### Requirement
This exercise calls for every line of the data below with the string "match" in it.

### The data
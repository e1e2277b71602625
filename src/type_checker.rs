use std::collections::HashMap;

use crate::{
    ast::{Field, Modifiers, TypeDecl},
    diag::{Diagnostic, Result},
    token::Pos,
};

/// The closed set of built-in scalar type names. These need no declaration
/// and may not be redeclared.
pub static PRIMITIVES: phf::Set<&'static str> = phf::phf_set! {
    "i8", "i16", "i32", "i64",
    "u8", "u16", "u32", "u64",
    "f32", "f64",
    "string", "char", "bool",
};

/// Validates a fully parsed file in two passes and annotates primitive-typed
/// fields in place.
///
/// Pass 1 registers every declared type name, rejecting primitive-name
/// collisions and duplicate declarations. Pass 2 validates every field,
/// parameter and return type against the registered names. Checking halts at
/// the first violation.
pub fn check_file(path: &str, types: &mut [TypeDecl]) -> Result<()> {
    let declared = check_type_names(path, types)?;
    check_members(path, types, &declared)
}

fn check_type_names(path: &str, types: &[TypeDecl]) -> Result<HashMap<String, Pos>> {
    let mut declared: HashMap<String, Pos> = HashMap::with_capacity(types.len());
    for decl in types {
        if PRIMITIVES.contains(decl.name.as_str()) {
            return Err(Diagnostic::new(
                path,
                decl.name_pos,
                format_args!("Type name '{}' is a reserved primitive name.", decl.name),
            ));
        }
        if let Some(&first) = declared.get(decl.name.as_str()) {
            let error = Diagnostic::new(
                path,
                decl.name_pos,
                format_args!("Type '{}' was declared twice.", decl.name),
            );
            return Err(error.with_note(path, first, "first declared"));
        }
        declared.insert(decl.name.clone(), decl.name_pos);
    }
    Ok(declared)
}

fn check_members(
    path: &str,
    types: &mut [TypeDecl],
    declared: &HashMap<String, Pos>,
) -> Result<()> {
    for decl in types.iter_mut() {
        let type_name = decl.name.clone();

        let mut seen = HashMap::new();
        for field in &mut decl.fields {
            let scope = Scope::Type(&type_name);
            check_field(path, &scope, field, declared, &mut seen)?;
        }

        for method in &mut decl.methods {
            let method_name = method.name.clone();
            if let Some(ret) = &method.return_type {
                if !PRIMITIVES.contains(ret.name.as_str()) && !declared.contains_key(&ret.name) {
                    return Err(Diagnostic::new(
                        path,
                        ret.pos,
                        format_args!(
                            "Return type '{}' of method '{type_name}::{method_name}' was never declared.",
                            ret.name
                        ),
                    ));
                }
            }

            let mut seen = HashMap::new();
            for param in &mut method.params {
                let scope = Scope::Method(&type_name, &method_name);
                check_field(path, &scope, param, declared, &mut seen)?;
            }
        }
    }
    Ok(())
}

/// The name scope a field lives in, for diagnostics.
enum Scope<'a> {
    Type(&'a str),
    Method(&'a str, &'a str),
}

fn check_field(
    path: &str,
    scope: &Scope<'_>,
    field: &mut Field,
    declared: &HashMap<String, Pos>,
    seen: &mut HashMap<String, Pos>,
) -> Result<()> {
    if PRIMITIVES.contains(field.type_name.as_str()) {
        field.modifiers |= Modifiers::PRIMITIVE;
    } else if !declared.contains_key(field.type_name.as_str()) {
        let place = match scope {
            Scope::Type(ty) => format!("field '{}' of type '{ty}'", field.var_name),
            Scope::Method(ty, method) => {
                format!("parameter '{}' of method '{ty}::{method}'", field.var_name)
            }
        };
        return Err(Diagnostic::new(
            path,
            field.type_pos,
            format_args!("Type '{}' of {place} was never declared.", field.type_name),
        ));
    }

    if let Some(&first) = seen.get(field.var_name.as_str()) {
        let message = match scope {
            Scope::Type(ty) => {
                format!("Field '{}' was declared twice within type '{ty}'.", field.var_name)
            }
            Scope::Method(ty, method) => format!(
                "Parameter '{}' was declared twice in method '{ty}::{method}'.",
                field.var_name
            ),
        };
        let error = Diagnostic::new(path, field.var_pos, message);
        return Err(error.with_note(path, first, "first declared"));
    }
    seen.insert(field.var_name.clone(), field.var_pos);

    Ok(())
}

### Solution for this problem
        let place = match scope {
        let message = match scope {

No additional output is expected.